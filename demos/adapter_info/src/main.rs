//! Instance, adapter and device: print what the GPU offers and what the
//! device was created with

use lumen_core::config::LumenConfig;
use lumen_core::logging::LogCategory;
use lumen_core::lumen_info;
use lumen_renderer::{DeviceManager, DeviceOptions, GpuReport};

fn log_report(kind: &str, report: &GpuReport) {
    lumen_info!(
        LogCategory::Gpu,
        kind,
        name = %report.info.name,
        backend = ?report.info.backend,
        device_type = ?report.info.device_type,
        driver = %report.info.driver,
        "Report"
    );

    for feature in &report.features {
        lumen_info!(LogCategory::Gpu, kind, feature = %feature, "Feature");
    }
    for (limit, value) in &report.limits {
        lumen_info!(LogCategory::Gpu, kind, limit, value, "Limit");
    }
}

fn main() -> anyhow::Result<()> {
    let config = match std::env::args().nth(1) {
        Some(path) => LumenConfig::load(path)?,
        None => LumenConfig::default(),
    };
    lumen_core::init(&config)?;

    let options = DeviceOptions::from_config(&config.renderer)?;
    let devices = pollster::block_on(DeviceManager::new(&options))?;

    log_report("adapter", &devices.describe_adapter());
    log_report("device", &devices.describe_device());

    Ok(())
}
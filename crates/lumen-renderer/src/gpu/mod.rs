//! GPU setup: device, surface, limits, buffers and read-back

pub mod buffers;
pub mod device;
pub mod limits;
pub mod readback;
pub mod surface;

pub use buffers::GeometryBuffers;
pub use device::{DeviceManager, DeviceOptions, GpuReport};
pub use limits::GeometryLimits;
pub use readback::{map_read, read_buffer};
pub use surface::SurfaceManager;
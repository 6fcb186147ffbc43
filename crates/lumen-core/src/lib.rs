//! Core functionality for Lumen
//!
//! This crate holds the pieces of Lumen that do not touch the GPU: the
//! geometry text loader, configuration, error types and logging setup.

pub mod config;
pub mod error;
pub mod geometry;
pub mod logging;

pub use config::{GeometryConfig, LoggingConfig, LumenConfig, RendererConfig, WindowConfig};
pub use error::{GeometryError, LumenError, Result};
pub use geometry::{
    load_geometry, GeometryLoader, IndexPolicy, LoaderOptions, NumberPolicy, ParsedGeometry,
};
pub use logging::{LogCategory, LogLevel};

// Used by the logging macros
#[doc(hidden)]
pub use tracing;

/// Re-export commonly used types
pub mod prelude {
    pub use crate::{
        config::LumenConfig,
        error::{GeometryError, LumenError, Result},
        geometry::{GeometryLoader, LoaderOptions, ParsedGeometry},
        logging::{LogCategory, LogLevel},
    };
}

/// Crate version information
pub const VERSION: &str = env!("CARGO_PKG_VERSION");

/// Initialize logging from the given configuration
pub fn init(config: &LumenConfig) -> Result<()> {
    logging::init(&config.logging)?;
    lumen_info!(LogCategory::Core, "Lumen Core v{} initialized", VERSION);
    Ok(())
}

#[cfg(test)]
mod tests {
    use super::*;

    #[test]
    fn test_version() {
        assert!(!VERSION.is_empty());
    }
}
//! Vertex and index buffers for parsed geometry

use lumen_core::geometry::ParsedGeometry;
use lumen_core::logging::LogCategory;
use lumen_core::lumen_debug;
use wgpu::{Buffer, BufferAddress, BufferDescriptor, BufferUsages, Device, IndexFormat, Queue};

use crate::error::{RendererError, Result};

/// Round a byte length up to `COPY_BUFFER_ALIGNMENT`
pub fn padded_len(len: BufferAddress) -> BufferAddress {
    wgpu::util::align_to(len, wgpu::COPY_BUFFER_ALIGNMENT)
}

/// Index bytes padded with zeros so queue writes stay aligned
pub fn padded_index_bytes(indices: &[u16]) -> Vec<u8> {
    let mut bytes = bytemuck::cast_slice::<u16, u8>(indices).to_vec();
    bytes.resize(padded_len(bytes.len() as BufferAddress) as usize, 0);
    bytes
}

/// GPU-resident copy of one [`ParsedGeometry`]
pub struct GeometryBuffers {
    vertex: Buffer,
    index: Buffer,
    vertex_count: u32,
    index_count: u32,
}

impl GeometryBuffers {
    /// Create both buffers and queue the uploads
    ///
    /// # Errors
    /// [`RendererError::EmptyGeometry`] when either section is empty.
    #[tracing::instrument(skip_all, fields(vertices = geometry.vertex_count(), indices = geometry.index_count()))]
    pub fn upload(device: &Device, queue: &Queue, geometry: &ParsedGeometry) -> Result<Self> {
        if geometry.points.is_empty() || geometry.indices.is_empty() {
            return Err(RendererError::EmptyGeometry {
                vertices: geometry.vertex_count(),
                indices: geometry.index_count(),
            });
        }

        let point_bytes = geometry.point_bytes();
        let vertex = device.create_buffer(&BufferDescriptor {
            label: Some("Vertex buffer"),
            size: point_bytes.len() as BufferAddress,
            usage: BufferUsages::COPY_DST | BufferUsages::VERTEX,
            mapped_at_creation: false,
        });
        queue.write_buffer(&vertex, 0, point_bytes);

        let index_bytes = padded_index_bytes(&geometry.indices);
        let index = device.create_buffer(&BufferDescriptor {
            label: Some("Index buffer"),
            size: index_bytes.len() as BufferAddress,
            usage: BufferUsages::COPY_DST | BufferUsages::INDEX,
            mapped_at_creation: false,
        });
        queue.write_buffer(&index, 0, &index_bytes);

        lumen_debug!(
            LogCategory::Gpu,
            vertex_bytes = point_bytes.len(),
            index_bytes = index_bytes.len(),
            "Uploaded geometry buffers"
        );

        Ok(Self {
            vertex,
            index,
            vertex_count: geometry.vertex_count() as u32,
            index_count: geometry.index_count() as u32,
        })
    }

    pub fn vertex_buffer(&self) -> &Buffer {
        &self.vertex
    }

    pub fn index_buffer(&self) -> &Buffer {
        &self.index
    }

    pub fn index_format(&self) -> IndexFormat {
        IndexFormat::Uint16
    }

    pub fn vertex_count(&self) -> u32 {
        self.vertex_count
    }

    pub fn index_count(&self) -> u32 {
        self.index_count
    }
}

#[cfg(test)]
mod tests {
    use super::*;
    use crate::gpu::{DeviceManager, DeviceOptions};

    #[test]
    fn test_padded_len() {
        assert_eq!(padded_len(0), 0);
        assert_eq!(padded_len(6), 8);
        assert_eq!(padded_len(8), 8);
    }

    #[test]
    fn test_index_bytes_are_padded() {
        let bytes = padded_index_bytes(&[1, 2, 3]);
        assert_eq!(bytes.len(), 8);
        assert_eq!(&bytes[..6], bytemuck::cast_slice::<u16, u8>(&[1, 2, 3]));
        assert_eq!(&bytes[6..], &[0, 0]);

        assert_eq!(padded_index_bytes(&[1, 2, 3, 4, 5, 6]).len(), 12);
    }

    #[tokio::test]
    #[ignore] // Requires a GPU adapter
    async fn test_upload_rejects_empty_geometry() {
        let dm = DeviceManager::new(&DeviceOptions::default()).await.unwrap();

        let result = GeometryBuffers::upload(dm.device(), dm.queue(), &ParsedGeometry::default());
        assert!(matches!(result, Err(RendererError::EmptyGeometry { .. })));
    }

    #[tokio::test]
    #[ignore] // Requires a GPU adapter
    async fn test_upload_sizes() {
        let dm = DeviceManager::new(&DeviceOptions::default()).await.unwrap();
        let geometry = ParsedGeometry {
            points: vec![0.5; 15],
            indices: vec![0, 1, 2],
        };

        let buffers = GeometryBuffers::upload(dm.device(), dm.queue(), &geometry).unwrap();
        assert_eq!(buffers.vertex_buffer().size(), 60);
        assert_eq!(buffers.index_buffer().size(), 8);
        assert_eq!(buffers.index_count(), 3);
    }
}
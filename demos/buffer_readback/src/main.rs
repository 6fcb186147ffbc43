//! Copy between two buffers on the GPU and map the result back to the host

use lumen_core::config::LumenConfig;
use lumen_core::logging::LogCategory;
use lumen_core::lumen_info;
use lumen_renderer::gpu::read_buffer;
use lumen_renderer::wgpu::util::{BufferInitDescriptor, DeviceExt};
use lumen_renderer::wgpu::BufferUsages;
use lumen_renderer::{DeviceManager, DeviceOptions};

const BUFFER_SIZE: u8 = 16;

fn main() -> anyhow::Result<()> {
    let config = LumenConfig::default();
    lumen_core::init(&config)?;

    let devices = pollster::block_on(DeviceManager::new(&DeviceOptions::from_config(
        &config.renderer,
    )?))?;

    let contents: Vec<u8> = (0..BUFFER_SIZE).collect();
    lumen_info!(LogCategory::Gpu, ?contents, "Uploading");

    let source = devices.device().create_buffer_init(&BufferInitDescriptor {
        label: Some("Source buffer"),
        contents: &contents,
        usage: BufferUsages::COPY_SRC,
    });

    let bytes = pollster::block_on(read_buffer(
        devices.device(),
        devices.queue(),
        &source,
        contents.len() as u64,
    ))?;
    lumen_info!(LogCategory::Gpu, ?bytes, "Read back");

    anyhow::ensure!(bytes == contents, "read back {:?}, expected {:?}", bytes, contents);
    Ok(())
}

* * * *

# ASSIGNED TASK
Pull out each line of the entries that contains "GeometryBuffers".

# TASK RESULT
pub use buffers::GeometryBuffers;
pub struct GeometryBuffers {
impl GeometryBuffers {
        let result = GeometryBuffers::upload(dm.device(), dm.queue(), &ParsedGeometry::default());
        let buffers = GeometryBuffers::upload(dm.device(), dm.queue(), &geometry).unwrap();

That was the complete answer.